Additional Knowledge Enhanced Chinese Name Entity Recognition

  • Online:2020-12-24 Published:2020-12-24

摘要: 基于字词联合的中文命名实体识别模型能够兼顾字符级别与词级别的信息,近些年受到了广泛关注,但这类模型受 未登录词影响较大,且在小规模数据集存在学习不充分等问题。为此,在 LR-CNN 模型的基础上,提出一种融入先验知识的 AKE 模型。采用相对位置编码的多头注意力机制,提高上下文信息捕捉能力,并通过实体词典融入先验知识,降低未登录词 的影响、增强模型学习能力。实验结果表明,与 SoftLexicon、FLAT 等模型相比,在维持较快解码速度和较低资源占用量的 基础上,该模型在 MSRA、People Daily、Resume、Weibo 等数据集上 F1 值分别提升了 0.12%、0.12%、0.06%、2.69%,在 OntoNotes5.0、Boson 等数据集上也有较好表现。

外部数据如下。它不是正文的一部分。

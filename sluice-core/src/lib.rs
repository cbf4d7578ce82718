// Copyright 2025 Umberto Gotti <umberto.gotti@umbertogotti.dev>
// Licensed under the Apache License, Version 2.0
// http://www.apache.org/licenses/LICENSE-2.0

#![allow(clippy::multiple_crate_versions, clippy::doc_markdown)]
//! Core types shared by every sluice crate.
//!
//! - [`StreamError`] and the [`Result`] alias
//! - [`Attributes`], the per-stage configuration list
//! - [`supervision`] directives and deciders
//! - [`OverflowStrategy`] for bounded buffers
//! - the [`reactive`] Publisher / Subscriber / Subscription traits
//! - [`CancellationToken`] and [`StreamTask`] for background work

pub mod attributes;
pub mod cancellation_token;
pub mod not_used;
pub mod overflow_strategy;
pub mod reactive;
pub mod stream_error;
pub mod stream_task;
pub mod supervision;

pub use self::attributes::{Attribute, Attributes, LogLevel, SubscriptionTimeoutMode};
pub use self::cancellation_token::CancellationToken;
pub use self::not_used::NotUsed;
pub use self::overflow_strategy::OverflowStrategy;
pub use self::reactive::{CancelledSubscription, Publisher, Subscriber, Subscription};
pub use self::stream_error::{IntoStreamError, Result, ResultExt, StreamError};
pub use self::stream_task::StreamTask;
pub use self::supervision::{Decider, Directive};
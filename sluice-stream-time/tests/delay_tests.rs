// Copyright 2025 Umberto Gotti <umberto.gotti@umbertogotti.dev>
// Licensed under the Apache License, Version 2.0
// http://www.apache.org/licenses/LICENSE-2.0

use sluice_core::Attributes;
use sluice_stream::prelude::*;
use sluice_stream_time::TimeOps;
use sluice_test_utils::await_within;
use std::time::{Duration, Instant};

#[tokio::test]
async fn test_delay_shifts_elements_and_keeps_order() -> anyhow::Result<()> {
    // Arrange
    let materializer = Materializer::new()?;
    let source = Source::from_iter(1..=5).delay(Duration::from_millis(80));
    let started = Instant::now();

    // Act
    let result = await_within(1_000, source.run_with(Sink::seq(), &materializer)?).await?;

    // Assert
    assert_eq!(result, vec![1, 2, 3, 4, 5]);
    assert!(started.elapsed() >= Duration::from_millis(80));
    Ok(())
}

#[tokio::test]
async fn test_delay_with_single_slot_buffer_serializes_waits() -> anyhow::Result<()> {
    // Arrange
    let materializer = Materializer::new()?;
    let source = Source::from_iter(1..=3)
        .delay(Duration::from_millis(40))
        .with_attributes(Attributes::input_buffer(1, 1));
    let started = Instant::now();

    // Act
    let result = await_within(1_000, source.run_with(Sink::seq(), &materializer)?).await?;

    // Assert
    assert_eq!(result, vec![1, 2, 3]);
    assert!(started.elapsed() >= Duration::from_millis(120));
    Ok(())
}

#[tokio::test]
async fn test_take_within_completes_when_the_window_ends() -> anyhow::Result<()> {
    // Arrange
    let materializer = Materializer::new()?;
    let source = Source::repeat(1).take_within(Duration::from_millis(50));

    // Act
    let count = await_within(1_000, source.run_with(Sink::fold(0u64, |n, _| n + 1), &materializer)?).await?;

    // Assert
    assert!(count > 0);
    Ok(())
}

#[tokio::test]
async fn test_drop_within_skips_the_opening_window() -> anyhow::Result<()> {
    // Arrange
    let materializer = Materializer::new()?;
    let (queue, done) = Source::<i32>::queue(4, OverflowStrategy::Backpressure)
        .drop_within(Duration::from_millis(50))
        .to_mat(Sink::seq(), Keep::both)
        .run_with(&materializer)?;

    // Act
    queue.offer(1).await;
    tokio::time::sleep(Duration::from_millis(120)).await;
    queue.offer(2).await;
    queue.complete();
    let result = await_within(1_000, done).await?;

    // Assert
    assert_eq!(result, vec![2]);
    Ok(())
}
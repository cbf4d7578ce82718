// Copyright 2025 Umberto Gotti <umberto.gotti@umbertogotti.dev>
// Licensed under the Apache License, Version 2.0
// http://www.apache.org/licenses/LICENSE-2.0

use super::apply_attributes;
use crate::graph::Graph;
use crate::mat::{self, MatFn};
use crate::materializer::Materializer;
use sluice_core::{Attributes, Result};
use std::fmt;
use std::sync::Arc;

/// A closed graph, ready to be materialized.
///
/// Each materialization starts an independent running instance and returns a
/// fresh materialized value.
pub struct RunnableGraph<Mat> {
    pub(crate) graph: Graph,
    pub(crate) mat: MatFn<Mat>,
}

impl<Mat> Clone for RunnableGraph<Mat> {
    fn clone(&self) -> Self {
        Self {
            graph: self.graph.clone(),
            mat: Arc::clone(&self.mat),
        }
    }
}

impl<Mat> fmt::Debug for RunnableGraph<Mat> {
    fn fmt(&self, f: &mut fmt::Formatter<'_>) -> fmt::Result {
        f.debug_struct("RunnableGraph")
            .field("stages", &self.graph.nodes.len())
            .field("connections", &self.graph.edges.len())
            .finish()
    }
}

impl<Mat: Send + 'static> RunnableGraph<Mat> {
    /// Materialize on `materializer`.
    ///
    /// # Errors
    /// Whatever [`Materializer::materialize`] reports.
    pub fn run_with(&self, materializer: &Materializer) -> Result<Mat> {
        materializer.materialize(self)
    }

    /// Materialize on a fresh [`Materializer`] bound to the current tokio
    /// runtime.
    ///
    /// # Errors
    /// Fails outside a tokio runtime, and with whatever
    /// [`Materializer::materialize`] reports.
    pub fn run(&self) -> Result<Mat> {
        Materializer::new()?.materialize(self)
    }

    /// Transform the materialized value.
    pub fn map_materialized_value<M2, F>(self, f: F) -> RunnableGraph<M2>
    where
        M2: Send + 'static,
        F: Fn(Mat) -> M2 + Send + Sync + 'static,
    {
        RunnableGraph {
            graph: self.graph,
            mat: mat::map(self.mat, f),
        }
    }

    /// Apply `attributes` to every stage; attributes set on the stages win.
    #[must_use]
    pub fn with_attributes(mut self, attributes: Attributes) -> Self {
        apply_attributes(&mut self.graph, &attributes);
        self
    }

    /// Name the graph in logs and errors.
    #[must_use]
    pub fn named(self, name: impl Into<String>) -> Self {
        self.with_attributes(Attributes::name(name))
    }
}
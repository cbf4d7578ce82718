// Copyright 2025 Umberto Gotti <umberto.gotti@umbertogotti.dev>
// Licensed under the Apache License, Version 2.0
// http://www.apache.org/licenses/LICENSE-2.0

//! Background tasks owned by a running stage.
//!
//! Timers, `map_async` futures and resource reads all run as [`StreamTask`]s. The
//! task is cancelled when its handle is dropped, so a stage that stops takes its
//! pending work down with it simply by dropping the handles it holds.

use crate::CancellationToken;
use std::future::Future;

/// Handle to a spawned background task with cancellation on drop.
///
/// # Example
///
/// ```rust
/// use sluice_core::StreamTask;
/// use std::time::Duration;
///
/// # #[tokio::main]
/// # async fn main() {
/// let task = StreamTask::spawn(|cancel| async move {
///     cancel
///         .run_until_cancelled(tokio::time::sleep(Duration::from_secs(60)))
///         .await;
/// });
///
/// assert!(!task.is_cancelled());
/// drop(task);
/// # }
/// ```
#[derive(Debug)]
pub struct StreamTask {
    cancel: CancellationToken,
}

impl StreamTask {
    /// Spawn `f` on the current tokio runtime.
    ///
    /// The closure receives the token that is cancelled when the returned handle
    /// is dropped or [`cancel`](Self::cancel)led; the future is expected to watch
    /// it. Use [`StreamTask::spawn_cancellable`] to have the future dropped at
    /// cancellation instead.
    ///
    /// # Panics
    ///
    /// Panics when called outside of a tokio runtime, like `tokio::spawn`.
    #[cfg(feature = "runtime-tokio")]
    pub fn spawn<F, Fut>(f: F) -> Self
    where
        F: FnOnce(CancellationToken) -> Fut + Send + 'static,
        Fut: Future<Output = ()> + Send + 'static,
    {
        let cancel = CancellationToken::new();
        let future = f(cancel.clone());
        tokio::spawn(future);
        Self { cancel }
    }

    /// Spawn `future`, dropping it as soon as the task is cancelled.
    #[cfg(feature = "runtime-tokio")]
    pub fn spawn_cancellable<Fut>(future: Fut) -> Self
    where
        Fut: Future<Output = ()> + Send + 'static,
    {
        Self::spawn(|cancel| async move {
            cancel.run_until_cancelled(future).await;
        })
    }

    /// Request cancellation without waiting for the task to observe it.
    pub fn cancel(&self) {
        self.cancel.cancel();
    }

    /// Check if cancellation has been requested.
    pub fn is_cancelled(&self) -> bool {
        self.cancel.is_cancelled()
    }
}

impl Drop for StreamTask {
    fn drop(&mut self) {
        self.cancel.cancel();
    }
}
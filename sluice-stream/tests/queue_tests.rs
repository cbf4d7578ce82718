// Copyright 2025 Umberto Gotti <umberto.gotti@umbertogotti.dev>
// Licensed under the Apache License, Version 2.0
// http://www.apache.org/licenses/LICENSE-2.0

use sluice_stream::prelude::*;
use sluice_stream::QueueOfferResult;
use sluice_test_utils::{assert_pending_for, await_within, test_error};

#[tokio::test]
async fn test_source_queue_feeds_offered_elements() -> anyhow::Result<()> {
    // Arrange
    let materializer = Materializer::new()?;
    let (queue, done) = Source::queue(4, OverflowStrategy::Backpressure)
        .to_mat(Sink::seq(), Keep::both)
        .run_with(&materializer)?;

    // Act
    for x in 1..=3 {
        assert!(await_within(1_000, queue.offer(x)).await.is_enqueued());
    }
    queue.complete();

    // Assert
    assert_eq!(await_within(1_000, done).await?, vec![1, 2, 3]);
    Ok(())
}

#[tokio::test]
async fn test_source_queue_backpressures_when_full() -> anyhow::Result<()> {
    // Arrange
    let materializer = Materializer::new()?;
    let (source_queue, sink_queue) = Source::queue(1, OverflowStrategy::Backpressure)
        .to_mat(Sink::queue(), Keep::both)
        .run_with(&materializer)?;
    assert!(await_within(1_000, source_queue.offer(1)).await.is_enqueued());

    // Act
    let mut blocked = Box::pin(source_queue.offer(2));
    assert_pending_for(&mut blocked, 50).await;
    let first = await_within(1_000, sink_queue.pull()).await?;

    // Assert
    assert_eq!(first, Some(1));
    assert!(await_within(1_000, blocked).await.is_enqueued());
    Ok(())
}

#[tokio::test]
async fn test_source_queue_drop_new_reports_dropped() -> anyhow::Result<()> {
    // Arrange
    let materializer = Materializer::new()?;
    let (source_queue, _sink_queue) = Source::queue(1, OverflowStrategy::DropNew)
        .to_mat(Sink::<i32>::queue(), Keep::both)
        .run_with(&materializer)?;

    // Act
    let first = await_within(1_000, source_queue.offer(1)).await;
    let second = await_within(1_000, source_queue.offer(2)).await;

    // Assert
    assert!(first.is_enqueued());
    assert!(matches!(second, QueueOfferResult::Dropped));
    Ok(())
}

#[tokio::test]
async fn test_source_queue_fail_fails_the_stream() -> anyhow::Result<()> {
    // Arrange
    let materializer = Materializer::new()?;
    let (queue, done) = Source::<i32>::queue(4, OverflowStrategy::Backpressure)
        .to_mat(Sink::seq(), Keep::both)
        .run_with(&materializer)?;

    // Act
    queue.fail(test_error("external"));
    let result = await_within(1_000, done).await;
    let offer = await_within(1_000, queue.offer(1)).await;

    // Assert
    assert!(result.is_err());
    assert!(!offer.is_enqueued());
    Ok(())
}

#[tokio::test]
async fn test_sink_queue_pulls_one_element_per_request() -> anyhow::Result<()> {
    // Arrange
    let materializer = Materializer::new()?;
    let queue = Source::from_iter(vec![1, 2]).run_with(Sink::queue(), &materializer)?;

    // Act
    let first = await_within(1_000, queue.pull()).await?;
    let second = await_within(1_000, queue.pull()).await?;
    let end = await_within(1_000, queue.pull()).await?;
    let after_end = await_within(1_000, queue.pull()).await?;

    // Assert
    assert_eq!((first, second), (Some(1), Some(2)));
    assert_eq!(end, None);
    assert_eq!(after_end, None);
    Ok(())
}

#[tokio::test]
async fn test_sink_queue_reports_failure() -> anyhow::Result<()> {
    // Arrange
    let materializer = Materializer::new()?;
    let queue = Source::<i32>::failed(test_error("upstream"))
        .run_with(Sink::queue(), &materializer)?;

    // Act
    let result = await_within(1_000, queue.pull()).await;

    // Assert
    assert!(result.is_err());
    Ok(())
}

#[tokio::test]
async fn test_sink_queue_cancel_cancels_upstream() -> anyhow::Result<()> {
    // Arrange
    let materializer = Materializer::new()?;
    let (termination, queue) = Source::repeat(1)
        .watch_termination(Keep::right)
        .to_mat(Sink::queue(), Keep::both)
        .run_with(&materializer)?;
    assert_eq!(await_within(1_000, queue.pull()).await?, Some(1));

    // Act
    queue.cancel();

    // Assert
    await_within(1_000, termination).await?;
    Ok(())
}

#[tokio::test]
async fn test_sink_queue_as_stream() -> anyhow::Result<()> {
    // Arrange
    use futures::StreamExt;
    let materializer = Materializer::new()?;
    let queue = Source::from_iter(1..=4).run_with(Sink::queue(), &materializer)?;

    // Act
    let items: Vec<i32> = queue
        .into_stream()
        .map(|item| item.unwrap_or(-1))
        .collect()
        .await;

    // Assert
    assert_eq!(items, vec![1, 2, 3, 4]);
    Ok(())
}
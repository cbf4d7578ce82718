// Copyright 2025 Umberto Gotti <umberto.gotti@umbertogotti.dev>
// Licensed under the Apache License, Version 2.0
// http://www.apache.org/licenses/LICENSE-2.0

//! Run loop driving one interpreter on its own tokio task.

use crate::async_callback::IslandEvent;
use crate::interpreter::GraphInterpreter;
use crate::logging::debug;
use futures::channel::mpsc::UnboundedReceiver;
use futures::{FutureExt, StreamExt};
use sluice_core::{CancellationToken, StreamError};

pub(crate) struct Island {
    interpreter: GraphInterpreter,
    mailbox: UnboundedReceiver<IslandEvent>,
    shutdown: CancellationToken,
}

impl Island {
    pub(crate) const fn new(
        interpreter: GraphInterpreter,
        mailbox: UnboundedReceiver<IslandEvent>,
        shutdown: CancellationToken,
    ) -> Self {
        Self {
            interpreter,
            mailbox,
            shutdown,
        }
    }

    pub(crate) async fn run(mut self) {
        debug!(
            "island {} started with {} stages",
            self.interpreter.island(),
            self.interpreter.stage_count()
        );
        self.interpreter.start();

        let limit = self.interpreter.event_limit().max(1);
        // Mailbox events handled since the last yield. A mailbox that is always
        // ready never suspends the select below, so the loop yields on its own.
        let mut handled = 0;

        while !self.interpreter.is_finished() {
            if self.shutdown.is_cancelled() {
                self.shut_down();
                break;
            }

            let more = self.interpreter.execute();
            if self.interpreter.is_finished() {
                break;
            }
            if more || handled >= limit {
                tokio::task::yield_now().await;
                handled = 0;
                if more {
                    // Pick up what arrived in the meantime without waiting for it.
                    for _ in 0..limit {
                        match self.mailbox.next().now_or_never() {
                            Some(Some(event)) => self.interpreter.handle_island_event(event),
                            _ => break,
                        }
                    }
                    continue;
                }
            }

            let next = tokio::select! {
                biased;
                () = self.shutdown.cancelled() => None,
                event = self.mailbox.next() => event,
            };
            match next {
                Some(event) => {
                    self.interpreter.handle_island_event(event);
                    handled += 1;
                }
                None => {
                    self.shut_down();
                    break;
                }
            }
        }

        debug!("island {} stopped", self.interpreter.island());
    }

    fn shut_down(&mut self) {
        self.interpreter
            .abort(StreamError::abrupt_termination("materializer shut down"));
    }
}
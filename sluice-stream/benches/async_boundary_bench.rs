// Copyright 2025 Umberto Gotti <umberto.gotti@umbertogotti.dev>
// Licensed under the Apache License, Version 2.0
// http://www.apache.org/licenses/LICENSE-2.0

use criterion::{BenchmarkId, Criterion, Throughput};
use sluice_core::Attributes;
use sluice_stream::prelude::*;
use std::hint::black_box;
use tokio::runtime::Runtime;

pub fn bench_async_boundary(c: &mut Criterion) {
    let mut group = c.benchmark_group("async_boundary");
    let rt = Runtime::new().unwrap();
    let materializer = rt.block_on(async { Materializer::new().unwrap() });
    let size = 10_000u64;

    for &buffer in &[1usize, 16, 256] {
        let graph = Source::from_iter(0..size)
            .async_boundary()
            .map(|x| x + 1)
            .with_attributes(Attributes::input_buffer(buffer, buffer))
            .to_mat(Sink::ignore(), Keep::right);

        group.throughput(Throughput::Elements(size));
        group.bench_with_input(BenchmarkId::from_parameter(buffer), &buffer, |bencher, _| {
            bencher.to_async(&rt).iter(|| async {
                graph.run_with(&materializer).unwrap().await.unwrap();
                black_box(())
            });
        });
    }

    group.finish();
}
// Copyright 2025 Umberto Gotti <umberto.gotti@umbertogotti.dev>
// Licensed under the Apache License, Version 2.0
// http://www.apache.org/licenses/LICENSE-2.0

//! Stages that turn one stream into a stream of substreams.
//!
//! Every substream is emitted as a [`Source`] that can be materialized exactly
//! once, usually by `merge_substreams`, `concat_substreams` or a `flat_map_*`
//! stage. The emitting stage and the substream source talk through async
//! callbacks, so a substream may run in any island.
//!
//! A substream that is not materialized within the subscription timeout is
//! cancelled ([`SubscriptionTimeoutMode::Cancel`]): materializing it later fails
//! with [`StreamError::SubscriptionTimeout`].

use super::{flow_stage, source_stage};
use crate::async_callback::{AsyncCallback, CallbackSlot};
use crate::context::StageContext;
use crate::dsl::{Flow, Source};
use crate::logging::{debug, warn};
use crate::logic::{downcast_event, StageLogic, TimerKey};
use crate::shape::{FlowShape, SourceShape};
use sluice_core::{Attributes, NotUsed, Result, StreamError, SubscriptionTimeoutMode};
use std::any::Any;
use std::collections::{HashMap, HashSet};
use std::hash::Hash;
use std::sync::atomic::{AtomicBool, Ordering};
use std::sync::Arc;

/// What a splitting stage does when the current substream is cancelled.
#[derive(Debug, Clone, Copy, Default, PartialEq, Eq)]
pub enum SubstreamCancelStrategy {
    /// Keep consuming upstream and drop elements until the next substream starts.
    #[default]
    Drain,
    /// Cancel upstream and complete the stream of substreams.
    Propagate,
}

/// Signals a substream source sends back to the stage that emitted it.
#[derive(Clone, Copy)]
enum SubstreamSignal {
    Started(u64),
    Pulled(u64),
    Cancelled(u64),
}

enum SubSourceEvent<T> {
    Push(T),
    Complete,
    Fail(StreamError),
}

struct SubSourceLogic<T> {
    shape: SourceShape<T>,
    id: u64,
    slot: CallbackSlot<SubSourceEvent<T>>,
    parent: AsyncCallback<SubstreamSignal>,
    finished: bool,
}

impl<T: Send + 'static> SubSourceLogic<T> {
    fn signal(&mut self, ctx: &mut StageContext<'_>, signal: SubstreamSignal) -> Result<()> {
        if self.parent.invoke(signal) {
            return Ok(());
        }
        self.finished = true;
        ctx.fail_stage(StreamError::abrupt_termination(
            "the stage feeding this substream has stopped",
        ))
    }
}

impl<T: Send + 'static> StageLogic for SubSourceLogic<T> {
    fn pre_start(&mut self, ctx: &mut StageContext<'_>) -> Result<()> {
        self.slot.bind(ctx.async_callback());
        self.signal(ctx, SubstreamSignal::Started(self.id))
    }

    fn on_pull(&mut self, ctx: &mut StageContext<'_>, _outlet: usize) -> Result<()> {
        self.signal(ctx, SubstreamSignal::Pulled(self.id))
    }

    fn on_downstream_finish(&mut self, ctx: &mut StageContext<'_>, _outlet: usize) -> Result<()> {
        self.finished = true;
        self.parent.invoke(SubstreamSignal::Cancelled(self.id));
        ctx.complete_stage()
    }

    fn on_async(&mut self, ctx: &mut StageContext<'_>, event: Box<dyn Any + Send>) -> Result<()> {
        match downcast_event::<SubSourceEvent<T>>(event)? {
            SubSourceEvent::Push(element) => ctx.push(self.shape.out, element),
            SubSourceEvent::Complete => {
                self.finished = true;
                ctx.complete_stage()
            }
            SubSourceEvent::Fail(error) => {
                self.finished = true;
                ctx.fail_stage(error)
            }
        }
    }

    fn post_stop(&mut self, _abort_cause: Option<&StreamError>) {
        self.slot.close();
        if !self.finished {
            self.parent.invoke(SubstreamSignal::Cancelled(self.id));
        }
    }
}

fn sub_source<T: Send + 'static>(
    id: u64,
    slot: CallbackSlot<SubSourceEvent<T>>,
    parent: AsyncCallback<SubstreamSignal>,
) -> Source<T> {
    let materialized = Arc::new(AtomicBool::new(false));
    source_stage("sub_source", move |_: &Attributes| {
        if materialized.swap(true, Ordering::AcqRel) {
            return Err(StreamError::stream_error(
                "a substream source can only be materialized once",
            ));
        }
        let logic = SubSourceLogic {
            shape: SourceShape::<T>::new(),
            id,
            slot: slot.clone(),
            parent: parent.clone(),
            finished: false,
        };
        Ok((Box::new(logic) as Box<dyn StageLogic>, NotUsed))
    })
}
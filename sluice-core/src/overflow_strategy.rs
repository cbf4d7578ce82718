// Copyright 2025 Umberto Gotti <umberto.gotti@umbertogotti.dev>
// Licensed under the Apache License, Version 2.0
// http://www.apache.org/licenses/LICENSE-2.0

/// Policy applied when an element arrives at a full bounded buffer.
#[derive(Debug, Clone, Copy, PartialEq, Eq, Hash, Default)]
pub enum OverflowStrategy {
    /// Stop pulling upstream until there is room again.
    #[default]
    Backpressure,
    /// Drop the oldest buffered element to make room.
    DropHead,
    /// Drop the youngest buffered element to make room.
    DropTail,
    /// Drop every buffered element to make room.
    DropBuffer,
    /// Drop the incoming element.
    DropNew,
    /// Fail the stage with [`StreamError::BufferOverflow`](crate::StreamError::BufferOverflow).
    Fail,
}

impl OverflowStrategy {
    /// Whether the strategy withholds demand instead of accepting elements into a
    /// full buffer.
    #[must_use]
    pub const fn is_backpressure(self) -> bool {
        matches!(self, Self::Backpressure)
    }
}
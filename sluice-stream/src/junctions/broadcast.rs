// Copyright 2025 Umberto Gotti <umberto.gotti@umbertogotti.dev>
// Licensed under the Apache License, Version 2.0
// http://www.apache.org/licenses/LICENSE-2.0

use crate::context::StageContext;
use crate::logic::StageLogic;
use crate::shape::UniformFanOutShape;
use crate::stage::GraphStage;
use sluice_core::{Attributes, NotUsed, Result};
use std::marker::PhantomData;

/// Emit every element to all `n` outlets.
///
/// Upstream is pulled only once every outlet that has not cancelled signals
/// demand, so the slowest consumer sets the pace. A cancelled outlet stops
/// receiving elements; upstream is cancelled once all outlets have cancelled,
/// or at the first cancellation with [`eager_cancel`](Self::eager_cancel).
pub struct Broadcast<T> {
    outputs: usize,
    eager_cancel: bool,
    _marker: PhantomData<fn() -> T>,
}

impl<T> Broadcast<T> {
    /// Broadcast to `outputs` outlets.
    #[must_use]
    pub const fn new(outputs: usize) -> Self {
        Self {
            outputs,
            eager_cancel: false,
            _marker: PhantomData,
        }
    }

    /// Broadcast that completes as soon as any outlet cancels.
    #[must_use]
    pub const fn eager_cancel(outputs: usize) -> Self {
        Self {
            outputs,
            eager_cancel: true,
            _marker: PhantomData,
        }
    }
}

impl<T: Clone + Send + 'static> GraphStage for Broadcast<T> {
    type Shape = UniformFanOutShape<T, T>;
    type Mat = NotUsed;

    fn shape(&self) -> Self::Shape {
        UniformFanOutShape::new(self.outputs)
    }

    fn initial_attributes(&self) -> Attributes {
        Attributes::name("broadcast")
    }

    fn create_logic(&self, _attributes: &Attributes) -> Result<(Box<dyn StageLogic>, NotUsed)> {
        let logic = BroadcastLogic {
            shape: self.shape(),
            eager_cancel: self.eager_cancel,
        };
        Ok((Box::new(logic), NotUsed))
    }
}

struct BroadcastLogic<T> {
    shape: UniformFanOutShape<T, T>,
    eager_cancel: bool,
}

impl<T: Clone + Send + 'static> BroadcastLogic<T> {
    fn pull_if_ready(&self, ctx: &mut StageContext<'_>) -> Result<()> {
        let all_ready = self
            .shape
            .outlets
            .iter()
            .all(|&outlet| ctx.is_closed(outlet) || ctx.is_available(outlet));
        if all_ready {
            ctx.try_pull(self.shape.inlet)?;
        }
        Ok(())
    }
}

impl<T: Clone + Send + 'static> StageLogic for BroadcastLogic<T> {
    fn on_push(&mut self, ctx: &mut StageContext<'_>, _inlet: usize) -> Result<()> {
        let mut element = Some(ctx.grab(self.shape.inlet)?);
        let open: Vec<_> = self
            .shape
            .outlets
            .iter()
            .copied()
            .filter(|&outlet| !ctx.is_closed(outlet))
            .collect();
        let last = open.len().saturating_sub(1);
        for (position, outlet) in open.into_iter().enumerate() {
            let copy = if position == last {
                element.take()
            } else {
                element.clone()
            };
            if let Some(copy) = copy {
                ctx.push(outlet, copy)?;
            }
        }
        Ok(())
    }

    fn on_pull(&mut self, ctx: &mut StageContext<'_>, _outlet: usize) -> Result<()> {
        self.pull_if_ready(ctx)
    }

    fn on_downstream_finish(&mut self, ctx: &mut StageContext<'_>, _outlet: usize) -> Result<()> {
        let all_cancelled = self
            .shape
            .outlets
            .iter()
            .all(|&outlet| ctx.is_closed(outlet));
        if self.eager_cancel || all_cancelled {
            return ctx.complete_stage();
        }
        self.pull_if_ready(ctx)
    }
}
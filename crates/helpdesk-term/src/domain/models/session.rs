use helpdesk_client::Session;

/// Session lifecycle for one UI instance.
///
/// `Uninitialized` moves to `Active` or `Unavailable` exactly once, when
/// session creation resolves. Neither of those states ever transitions back;
/// retrying session creation means starting a new process.
#[derive(Debug, Clone, PartialEq, Default)]
pub enum SessionPhase {
    #[default]
    Uninitialized,
    Active(Session),
    Unavailable,
}

impl SessionPhase {
    pub fn is_active(&self) -> bool {
        matches!(self, SessionPhase::Active(_))
    }

    pub fn session_id(&self) -> Option<&str> {
        match self {
            SessionPhase::Active(session) => Some(&session.id),
            _ => None,
        }
    }
}
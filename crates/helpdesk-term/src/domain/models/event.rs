use helpdesk_client::{Reply, Session};
use tui_textarea::Input;

#[derive(Debug)]
pub enum Event {
    SessionReady(Session),
    SessionFailed(String),
    BackendWarning(String),
    ReplyReceived { request_id: String, reply: Reply },
    DeliveryFailed { request_id: String, error: String },
    SummaryReady(String),
    SummaryFailed(String),
    KeyboardCharInput(Input),
    KeyboardCTRLC,
    KeyboardCTRLS,
    KeyboardEnter,
    KeyboardPaste(String),
    UITick,
    UIScrollDown,
    UIScrollUp,
    UIScrollPageDown,
    UIScrollPageUp,
}
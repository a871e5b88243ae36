use serde::Deserialize;
use serde::Serialize;
use strum_macros::Display;

#[derive(Clone, Debug, PartialEq, Eq, Serialize, Deserialize, Display, Default)]
pub enum Author {
    User,
    #[default]
    Assistant,
}
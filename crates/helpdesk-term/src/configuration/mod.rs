//! Configuration handling for the terminal client.
//!
//! Precedence is defaults, then config file, then command line flags.

mod config;

pub use config::{Config, ConfigKey};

Abstract: C hinese named entity recognition(CNER) models that use different character-word information fusion tactics are getting lots of attention recently for their remarkable capacity for information integration but, nonetheless, such models can hardly handle certain problems either, including the negative impact of out-of-vocabulary words, the instability of model performance on small datasets, etc. To address this problem, based on LR-CNN model, this paper proposed Additional Knowledge Enhanced CNER (AKE) model that effectively utilizes priori knowledge. The model uses multi-head attention mechanism with relative position embedding to improve the context modelling competence, and adds prior knowledge to reduce the impact of out-of-vocabulary(OOV) words and to enhance model’s generalization ability. Experimental results show that, compared with SoftLexicon, FLAT, and other models, the proposed one increases the F1 value by 0.12%, 0.12%, 0.06%, 2.69% on MSRA, People Daily, Resume, and Weibo respectively, and gets satisfactory results on OntoNotes5.0 and Boson, while maintain high inference speed and low resources occupancy at the same time.